Note that all the elements get replaced simultaneously.

Return the minimum number of seconds needed to make all elements in the array nums equal.

Example 1:

Input: nums = [1,2,1,2]
Output: 1
Explanation: We can equalize the array in 1 second in the following way:
- At 1^st second, replace values at each index with [nums[3],nums[1],nums[3],nums[3]]. After replacement, nums = [2,2,2,2].
It can be proven that 1 second is the minimum amount of seconds needed for equalizing the array.

Example 2:

Input: nums = [2,1,3,3,2]
Output: 2
Explanation: We can equalize the array in 2 seconds in the following way:
- At 1^st second, replace values at each index with [nums[0],nums[2],nums[2],nums[2],nums[3]]. After replacement, nums = [2,3,3,3,3].
- At 2^nd second, replace values at each index with [nums[1],nums[1],nums[2],nums[3],nums[4]]. After replacement, nums = [3,3,3,3,3].
It can be proven that 2 seconds is the minimum amount of seconds needed for equalizing the array.

Example 3:

Input: nums = [5,5,5,5]
Output: 0
Explanation: We don't need to perform any operations as all elements in the initial array are the same.

Constraints:

1 <= n == nums.length <= 10⁵
1 <= nums[i] <= 10⁹

Solutions

Solution 1: Enumeration

We assume that all elements eventually become $x$, and $x$ must be an element in the array.

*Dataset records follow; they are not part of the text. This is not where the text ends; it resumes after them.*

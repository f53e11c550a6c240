//! A2A protocol types — complete coverage of the v0.3 protobuf schema.
//!
//! Reference: <https://github.com/a2aproject/A2A/blob/main/specification/a2a.proto>
//! Python SDK reference: <https://github.com/a2aproject/a2a-python/blob/main/src/a2a/types.py>
//!
//! This module implements ALL message types from the proto spec with correct
//! JSON-RPC serialization (matching the Python SDK wire format).

use serde::{Deserialize, Serialize};
use std::collections::HashMap;
use std::fmt;

// ============================================================================
// Enums
// ============================================================================

/// The lifecycle state of a task.
///
/// Serialized as SCREAMING_SNAKE_CASE ProtoJSON strings to match the
/// official A2A proto specification (`enum TaskState`).
///
/// Proto ref: `enum TaskState`
#[derive(Debug, Clone, Copy, PartialEq, Eq, Hash, Serialize, Deserialize)]
#[serde(rename_all = "kebab-case")]
pub enum TaskState {
    /// Task has been received but not yet started.
    Submitted,
    /// Task is actively being processed.
    Working,
    /// Task completed successfully.
    Completed,
    /// Task failed.
    Failed,
    /// Task was canceled.
    Canceled,
    /// Task requires additional input from the user.
    InputRequired,
    /// Task was rejected by the agent.
    Rejected,
    /// Task requires authentication.
    AuthRequired,
    /// Unknown state (not in proto, but present in Python SDK for forward compat).
    Unknown,
}

impl fmt::Display for TaskState {
    fn fmt(&self, f: &mut fmt::Formatter<'_>) -> fmt::Result {
        let s = match self {
            TaskState::Submitted => "submitted",
            TaskState::Working => "working",
            TaskState::Completed => "completed",
            TaskState::Failed => "failed",
            TaskState::Canceled => "canceled",
            TaskState::InputRequired => "input-required",
            TaskState::Rejected => "rejected",
            TaskState::AuthRequired => "auth-required",
            TaskState::Unknown => "unknown",
        };
        write!(f, "{}", s)
    }
}

/// The role of a message sender.
///
/// Serialized as SCREAMING_SNAKE_CASE ProtoJSON strings to match the
/// official A2A proto specification (`enum Role`).
///
/// Proto ref: `enum Role`
#[derive(Debug, Clone, Copy, PartialEq, Eq, Hash, Serialize, Deserialize)]
#[serde(rename_all = "lowercase")]
pub enum Role {
    /// Message from the user / client.
    User,
    /// Message from the agent / server.
    Agent,
    /// Unspecified role.
    Unspecified,
}

impl fmt::Display for Role {
    fn fmt(&self, f: &mut fmt::Formatter<'_>) -> fmt::Result {
        match self {
            Role::User => write!(f, "user"),
            Role::Agent => write!(f, "agent"),
            Role::Unspecified => write!(f, "unspecified"),
        }
    }
}

/// Location for an API key (header, query, cookie).
///
/// Python SDK ref: `In` enum
#[derive(Debug, Clone, Copy, PartialEq, Eq, Hash, Serialize, Deserialize)]
#[serde(rename_all = "lowercase")]
pub enum ApiKeyLocation {
    /// API key sent as a cookie.
    Cookie,
    /// API key sent in an HTTP header.
    Header,
    /// API key sent as a query parameter.
    Query,
}

// ============================================================================
// Core Task Types
// ============================================================================

/// Current status of a task.
///
/// Proto ref: `message TaskStatus`
#[derive(Debug, Clone, Serialize, Deserialize)]
#[serde(rename_all = "camelCase")]
pub struct TaskStatus {
    /// The current state.
    pub state: TaskState,

    /// Optional message associated with this status.
    #[serde(skip_serializing_if = "Option::is_none")]
    pub message: Option<Message>,

    /// ISO-8601 timestamp of when this status was set.
    #[serde(skip_serializing_if = "Option::is_none")]
    pub timestamp: Option<String>,
}

/// A task — the primary unit of work in the A2A protocol.
///
/// Python SDK ref: `Task` (has `kind: Literal['task'] = 'task'`)
#[derive(Debug, Clone, Serialize, Deserialize)]
#[serde(rename_all = "camelCase")]
pub struct Task {
    /// Unique task identifier.
    pub id: String,

    /// Context identifier (groups related tasks/messages).
    pub context_id: String,

    /// Discriminator field — always "task".
    #[serde(default = "kind_task")]
    pub kind: String,

    /// Current task status.
    pub status: TaskStatus,

    /// Artifacts produced by the task.
    #[serde(skip_serializing_if = "Option::is_none")]
    pub artifacts: Option<Vec<Artifact>>,

    /// Message history for this task.
    #[serde(skip_serializing_if = "Option::is_none")]
    pub history: Option<Vec<Message>>,

    /// Arbitrary metadata.
    #[serde(skip_serializing_if = "Option::is_none")]
    pub metadata: Option<serde_json::Value>,
}

/// Type alias for `Task` — used in client APIs for readability.
pub type A2ATask = Task;

// ============================================================================
// Message & Parts
// ============================================================================

/// A single message in a conversation.
///
/// Python SDK ref: `Message` (has `kind: Literal['message'] = 'message'`)
#[derive(Debug, Clone, Serialize, Deserialize)]
#[serde(rename_all = "camelCase")]
pub struct Message {
    /// Unique message identifier.
    pub message_id: String,

    /// Who sent this message.
    pub role: Role,

    /// Discriminator field — always "message".
    #[serde(default = "kind_message")]
    pub kind: String,

    /// Content parts of the message.
    pub parts: Vec<Part>,

    /// Context this message belongs to.
    #[serde(skip_serializing_if = "Option::is_none")]
    pub context_id: Option<String>,

    /// Task this message is associated with.
    #[serde(skip_serializing_if = "Option::is_none")]
    pub task_id: Option<String>,

    /// Arbitrary metadata.
    #[serde(skip_serializing_if = "Option::is_none")]
    pub metadata: Option<serde_json::Value>,

    /// Protocol extensions active for this message.
    #[serde(skip_serializing_if = "Option::is_none")]
    pub extensions: Option<Vec<String>>,

    /// IDs of tasks referenced by this message.
    #[serde(skip_serializing_if = "Option::is_none")]
    pub reference_task_ids: Option<Vec<String>>,
}

/// File content provided as base64-encoded bytes.
///
/// Python SDK ref: `FileWithBytes`
#[derive(Debug, Clone, PartialEq, Serialize, Deserialize)]
#[serde(rename_all = "camelCase")]
pub struct FileWithBytes {
    /// Base64-encoded file content.
    pub bytes: String,
    /// MIME type of the file.
    #[serde(skip_serializing_if = "Option::is_none")]
    pub mime_type: Option<String>,
    /// Optional file name.
    #[serde(skip_serializing_if = "Option::is_none")]
    pub name: Option<String>,
}

/// File content provided as a URI reference.
///
/// Python SDK ref: `FileWithUri`
#[derive(Debug, Clone, PartialEq, Serialize, Deserialize)]
#[serde(rename_all = "camelCase")]
pub struct FileWithUri {
    /// URI pointing to the file content.
    pub uri: String,
    /// MIME type of the file.
    #[serde(skip_serializing_if = "Option::is_none")]
    pub mime_type: Option<String>,
    /// Optional file name.
    #[serde(skip_serializing_if = "Option::is_none")]
    pub name: Option<String>,
}

/// File content — either inline bytes or a URI reference.
///
/// Python SDK ref: `FileWithBytes | FileWithUri` (union in FilePart.file)
#[derive(Debug, Clone, PartialEq, Serialize, Deserialize)]
#[serde(untagged)]
pub enum FileContent {
    /// File with inline base64-encoded bytes.
    Bytes(FileWithBytes),
    /// File referenced by URI.
    Uri(FileWithUri),
}

/// A content part within a message or artifact.
///
/// Discriminated by the `kind` field, matching the Python SDK's
/// `Part(RootModel[TextPart | FilePart | DataPart])`.
///
/// JSON wire format:
/// - Text: `{"kind": "text", "text": "hello"}`
/// - File (bytes): `{"kind": "file", "file": {"bytes": "SGVsbG8=", "mimeType": "text/plain", "name": "hello.txt"}}`
/// - File (uri): `{"kind": "file", "file": {"uri": "https://example.com/file.pdf", "mimeType": "application/pdf"}}`
/// - Data: `{"kind": "data", "data": {"key": "value"}}`
///
/// Python SDK ref: `Part`, `TextPart`, `FilePart`, `DataPart`
#[derive(Debug, Clone, Serialize, Deserialize)]
#[serde(tag = "kind")]
pub enum Part {
    /// A text content part. Discriminator: `"text"`.
    #[serde(rename = "text")]
    Text {
        /// The text content.
        text: String,
        /// Optional metadata associated with this part.
        #[serde(skip_serializing_if = "Option::is_none")]
        metadata: Option<serde_json::Value>,
    },
    /// A file content part. Discriminator: `"file"`.
    #[serde(rename = "file")]
    File {
        /// The file content (bytes or URI).
        file: FileContent,
        /// Optional metadata associated with this part.
        #[serde(skip_serializing_if = "Option::is_none")]
        metadata: Option<serde_json::Value>,
    },
    /// A structured data content part. Discriminator: `"data"`.
    #[serde(rename = "data")]
    Data {
        /// Arbitrary structured data.
        data: serde_json::Value,
        /// Optional metadata associated with this part.
        #[serde(skip_serializing_if = "Option::is_none")]
        metadata: Option<serde_json::Value>,
    },
}

/// Legacy type alias — `TextPart` is now an inline variant of [`Part::Text`].
///
/// For pattern matching, use `Part::Text { text, metadata }` instead.
#[deprecated(note = "Use Part::Text { text, metadata } enum variant instead")]
pub type TextPart = ();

The number $x$ can expand one bit to the left and right every second. If there are multiple identical $x$, then the time required to expand the entire array depends on the maximum distance between two adjacent $x$.

Therefore, we enumerate each element as the final $x$, calculate the maximum distance $t$ between two adjacent elements in each $x$, then the final answer is $\min\limits_{x \in nums} \left\lfloor \frac{t}{2} \right\rfloor$.

The time complexity is $O(n)$, and the space complexity is $O(n)$, where $n$ is the length of the array.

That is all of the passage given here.